The reward-design ablation is the clearest part of the work. It gives a concrete negative result that anyone training RL refinement agents can use, and the training-dynamics analysis backs it up. The global-plus-local observation ablation also flags a representational limit when the crop backbone is shared with the base detector.

The gains themselves are small and rest on point estimates with no error bars or significance tests. More critically, the constant-velocity extrapolation is never checked against noisy initial proposals or non-constant object motion, both of which are likely on VisDrone. That channel is baked into the observation, so the claim that it prevents overshooting stays unproven outside the standard splits.

This is for people already working on RL policies for detection or localization refinement. The reward interference finding has standalone value even if the headline numbers stay incremental.

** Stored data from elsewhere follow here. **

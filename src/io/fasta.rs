use std::fs::File;
use std::io::{BufRead, BufReader, Lines};
use std::path::Path;

use ahash::AHashMap;
use flate2::read::MultiGzDecoder;

use crate::error::{NucleoError, Result};

#[derive(Debug, Clone, PartialEq, Eq)]
pub struct FastaRecord {
    pub header: String,
    pub sequence: String,
}

/// Open a FASTA file for reading, handles gzipped files automatically
pub fn open_fasta<P: AsRef<Path>>(path: P) -> Result<Box<dyn BufRead>> {
    let path = path.as_ref();
    let file = File::open(path)?;
    if path.extension().map_or(false, |ext| ext == "gz") {
        Ok(Box::new(BufReader::new(MultiGzDecoder::new(file))))
    } else {
        Ok(Box::new(BufReader::new(file)))
    }
}

/// Stream FASTA records from a reader.
///
/// Headers are the whole line after `>`; sequence lines are right-trimmed
/// and joined. Blank lines are ignored.
pub fn stream_fasta_records<R: BufRead>(reader: R) -> FastaRecords<R> {
    FastaRecords {
        lines: reader.lines(),
        line_no: 0,
        pending_header: None,
        done: false,
    }
}

/// Iterator adaptor to handle streaming FASTA parsing
pub struct FastaRecords<R: BufRead> {
    lines: Lines<R>,
    line_no: usize,
    pending_header: Option<String>,
    done: bool,
}

impl<R: BufRead> Iterator for FastaRecords<R> {
    type Item = Result<FastaRecord>;

    fn next(&mut self) -> Option<Self::Item> {
        if self.done {
            return None;
        }

        let mut header = self.pending_header.take();
        let mut sequence = String::new();

        loop {
            let line = match self.lines.next() {
                Some(Ok(line)) => line,
                Some(Err(e)) => {
                    self.done = true;
                    return Some(Err(e.into()));
                }
                None => {
                    self.done = true;
                    return header.map(|header| Ok(FastaRecord { header, sequence }));
                }
            };
            self.line_no += 1;

            if let Some(rest) = line.strip_prefix('>') {
                let next_header = rest.trim_end().to_string();
                match header {
                    Some(header) => {
                        self.pending_header = Some(next_header);
                        return Some(Ok(FastaRecord { header, sequence }));
                    }
                    None => header = Some(next_header),
                }
            } else {
                let trimmed = line.trim_end();
                if trimmed.is_empty() {
                    continue;
                }
                if header.is_none() {
                    self.done = true;
                    return Some(Err(NucleoError::FastaFormat {
                        line: self.line_no,
                        message: "sequence data before the first header".into(),
                    }));
                }
                sequence.push_str(trimmed);
            }
        }
    }
}

/// Read every record of a FASTA file, in file order.
pub fn read_fasta<P: AsRef<Path>>(path: P) -> Result<Vec<FastaRecord>> {
    stream_fasta_records(open_fasta(path)?).collect()
}

/// Read a multi-FASTA file into a header → sequence map.
///
/// A header that occurs twice keeps only its last record.
pub fn fasta_to_map<P: AsRef<Path>>(path: P) -> Result<AHashMap<String, String>> {
    let mut map = AHashMap::new();
    for record in stream_fasta_records(open_fasta(path)?) {
        let record = record?;
        map.insert(record.header, record.sequence);
    }
    Ok(map)
}

/// Iterate over the right-trimmed non-header lines of a FASTA file.
pub fn read_sequence_lines<P: AsRef<Path>>(path: P) -> Result<impl Iterator<Item = Result<String>>> {
    let reader = open_fasta(path)?;
    Ok(reader.lines().filter_map(|line| match line {
        Ok(line) if line.starts_with('>') => None,
        Ok(line) => Some(Ok(line.trim_end().to_string())),
        Err(e) => Some(Err(e.into())),
    }))
}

I would send it to peer review; the negative result on reward design is worth documenting, but the manuscript would need statistical detail and at least one ablation on the kinematic assumption to hold up.

Referee Report

2 major / 2 minor

Summary. The paper presents MARLNet, a PPO-based bounding-box refinement agent for object detection that augments the 268-dimensional observation state with a constant-velocity kinematic prediction derived from the prior action and incorporates an action smoothness penalty in the reward. It reports empirical gains in IoU≥0.5 success rate of up to +0.011 on Pascal VOC 2012 (at λ_phys=0.10) and +0.007 on VisDrone 2019 (at λ_phys=0.70), attributes the VOC improvement to the motion prior preventing overshooting seen in plain PPO, identifies a reward-interference failure mode (trigger collapse) via ablations on constant-velocity deviation penalties versus smoothness penalties, and notes a representational ceiling for agents sharing a backbone with the base detector.

Significance. If the reported gains prove robust, the work offers a concrete demonstration that kinematic priors in the observation and targeted reward penalties can stabilize RL refinement agents and avoid specific failure modes such as overshooting or trigger collapse; the reward-design ablations and training-dynamics analysis constitute a useful contribution to RL-for-vision practice. The project page further supports reproducibility. The modest effect sizes and the fact that unconstrained PPO outperforms on VisDrone nevertheless limit the broader significance.

major comments (2)

[Observation construction and evaluation on VOC/VisDrone] The central claim that the motion prior prevents overshooting (and thereby produces the +0.011 VOC gain) rests on the constant-velocity kinematic prediction remaining informative. No experiment tests this channel when initial proposals are noisy or when object trajectories deviate from constant velocity, which directly affects attribution of the reported numeric lifts.
[Quantitative results and ablations] The headline numeric results (+0.011 on VOC, +0.007 on VisDrone) are presented as point estimates with no error bars, no standard deviations across random seeds, and no statistical significance tests. This is load-bearing for the claim of “consistent gains” and “stable training across all regularization strengths.”

minor comments (2)

[Method] The 268-dimensional observation breakdown (current proposal, kinematic prediction, previous action, 256-dim EfficientNet crop) would benefit from an explicit per-component dimension table for immediate clarity.
[Abstract] The abstract states that unconstrained PPO achieves a larger gain (+0.025) on VisDrone; a brief discussion of why the motion prior is still presented as beneficial in that regime would help readers interpret the cross-dataset pattern.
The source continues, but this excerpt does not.